Gayles já enfrentou acusações de ser propriedade de Israel ou de apoiar a “máquina de guerra” de Israel – afirma a disputa dos proprietários da empresa.

‘Como já deixamos claro, somos uma empresa britânica sem ligações a qualquer país ou governo fora do Reino Unido.’

Gales é atualmente propriedade do empresário da Pizza Express, Luke Johnson, e da empresa de investimentos americana Bain Capital.

A Bain estava entre outras 500 empresas de capital de risco que assinaram uma carta de apoio a Israel após os ataques terroristas de 7 de outubro de 2023 do Hamas, e investiu em Israel, inclusive em empresas de IA, segurança cibernética e software.

Os proprietários já alegaram que a empresa “financia Israel” e disseram que os apelos para boicotar a rede resultaram de desinformação.

Um porta-voz disse ao The Guardian em 2024: ‘Gails é uma empresa sediada no Reino Unido, sem ligações específicas com qualquer país ou governo fora do Reino Unido e não financia Israel.’

Enquanto isso, o cofundador e executivo-chefe Tom Molnar disse anteriormente ao The Times: ‘Gail tem raízes orgulhosamente judaicas e tem muitas coisas para celebrar nossa herança e história, mas não é verdade que seja propriedade de Israel.’

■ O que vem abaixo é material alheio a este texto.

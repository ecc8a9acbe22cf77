//! Filesystem areas for received uploads and generated images.
//!
//! Filenames carry a timestamp plus a random suffix, so no two sessions ever
//! write the same path and no locking is needed around media files.

use std::fs;
use std::path::{Path, PathBuf};

use anyhow::{Context, Result};
use rand::Rng;

const RECEIVED_DIR: &str = "received";
const GENERATED_DIR: &str = "generated";

/// Root of the local media areas (`<root>/received`, `<root>/generated`).
#[derive(Clone, Debug)]
pub struct MediaStore {
    root: PathBuf,
}

impl MediaStore {
    pub fn new(root: impl Into<PathBuf>) -> Self {
        Self { root: root.into() }
    }

    /// Persist a user upload and return its path.
    pub fn save_received(&self, bytes: &[u8], extension: &str) -> Result<PathBuf> {
        self.save(RECEIVED_DIR, bytes, extension)
    }

    /// Persist a generated image and return its name and path.
    pub fn save_generated(&self, bytes: &[u8], extension: &str) -> Result<(String, PathBuf)> {
        let path = self.save(GENERATED_DIR, bytes, extension)?;
        let file_name = path
            .file_name()
            .map(|name| name.to_string_lossy().to_string())
            .unwrap_or_default();
        Ok((file_name, path))
    }

    fn save(&self, area: &str, bytes: &[u8], extension: &str) -> Result<PathBuf> {
        let dir = self.root.join(area);
        fs::create_dir_all(&dir)
            .with_context(|| format!("failed to create media directory {}", dir.display()))?;

        let path = dir.join(unique_file_name(extension));
        fs::write(&path, bytes)
            .with_context(|| format!("failed to write media file {}", path.display()))?;
        Ok(path)
    }
}

fn unique_file_name(extension: &str) -> String {
    let stamp = chrono::Utc::now().format("%Y%m%d%H%M%S%3f");
    let suffix: u32 = rand::thread_rng().gen_range(0..1_000_000);
    format!("{stamp}_{suffix:06}.{extension}")
}

/// File extension for image bytes, sniffed from the content. Defaults to
/// `jpg` when the format is not recognized (Telegram photos are JPEG).
pub fn sniff_extension(bytes: &[u8]) -> &'static str {
    match image::guess_format(bytes) {
        Ok(image::ImageFormat::Png) => "png",
        Ok(image::ImageFormat::WebP) => "webp",
        Ok(image::ImageFormat::Gif) => "gif",
        _ => "jpg",
    }
}

/// Mime type for an image file on disk, from its extension.
pub fn mime_for_path(path: &Path) -> &'static str {
    let extension = path
        .extension()
        .and_then(|value| value.to_str())
        .map(|value| value.to_ascii_lowercase())
        .unwrap_or_default();
    match extension.as_str() {
        "png" => "image/png",
        "webp" => "image/webp",
        "gif" => "image/gif",
        _ => "image/jpeg",
    }
}

#[cfg(test)]
mod tests {
    use super::*;

    #[test]
    fn test_sniff_extension() {
        // Minimal magic numbers are enough for format sniffing
        assert_eq!(sniff_extension(&[0x89, b'P', b'N', b'G', 0x0D, 0x0A, 0x1A, 0x0A]), "png");
        assert_eq!(sniff_extension(&[0xFF, 0xD8, 0xFF, 0xE0]), "jpg");
        assert_eq!(sniff_extension(b"not an image"), "jpg");
    }

    #[test]
    fn test_mime_for_path() {
        assert_eq!(mime_for_path(Path::new("a/b.png")), "image/png");
        assert_eq!(mime_for_path(Path::new("a/b.JPG")), "image/jpeg");
        assert_eq!(mime_for_path(Path::new("no-extension")), "image/jpeg");
    }

    #[test]
    fn test_unique_file_names_differ() {
        let first = unique_file_name("png");
        let second = unique_file_name("png");
        assert!(first.ends_with(".png"));
        assert_ne!(first, second);
    }
}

Há algumas coisas malucas na internet que pensam que estamos financiando Israel, o que é completamente ridículo.

‘Somos uma empresa totalmente sediada no Reino Unido, pagando impostos no Reino Unido, é simplesmente ridículo e acho que precisa ser divulgado.’

Ainda assim, uma pequena multidão de manifestantes apareceu à porta da nova filial da cadeia para protestar contra a “educação”, o “registo sombrio da empresa em matéria de direitos dos trabalhadores” e as suas falsas alegações de financiamento da “tecnologia de guerra israelita”.

Um porta-voz da Campanha Contra o Antissemitismo disse ao Daily Mail: “Se alguém precisasse de mais provas de que este não é um movimento pacífico, aqui está.

“Isto é uma intimidação mais flagrante por parte de extremistas pró-palestinos que tentam impedir a intimidação e o vandalismo motivados pelo ódio cego ao único estado judeu do mundo como ativismo progressista.

«Romper uma filial da GAIL não contribui em nada para o avanço da paz no Médio Oriente; Apenas espalha o ódio nas ruas britânicas.

‘A Polícia Metropolitana deve garantir que os responsáveis ​​enfrentem todas as consequências das suas ações.’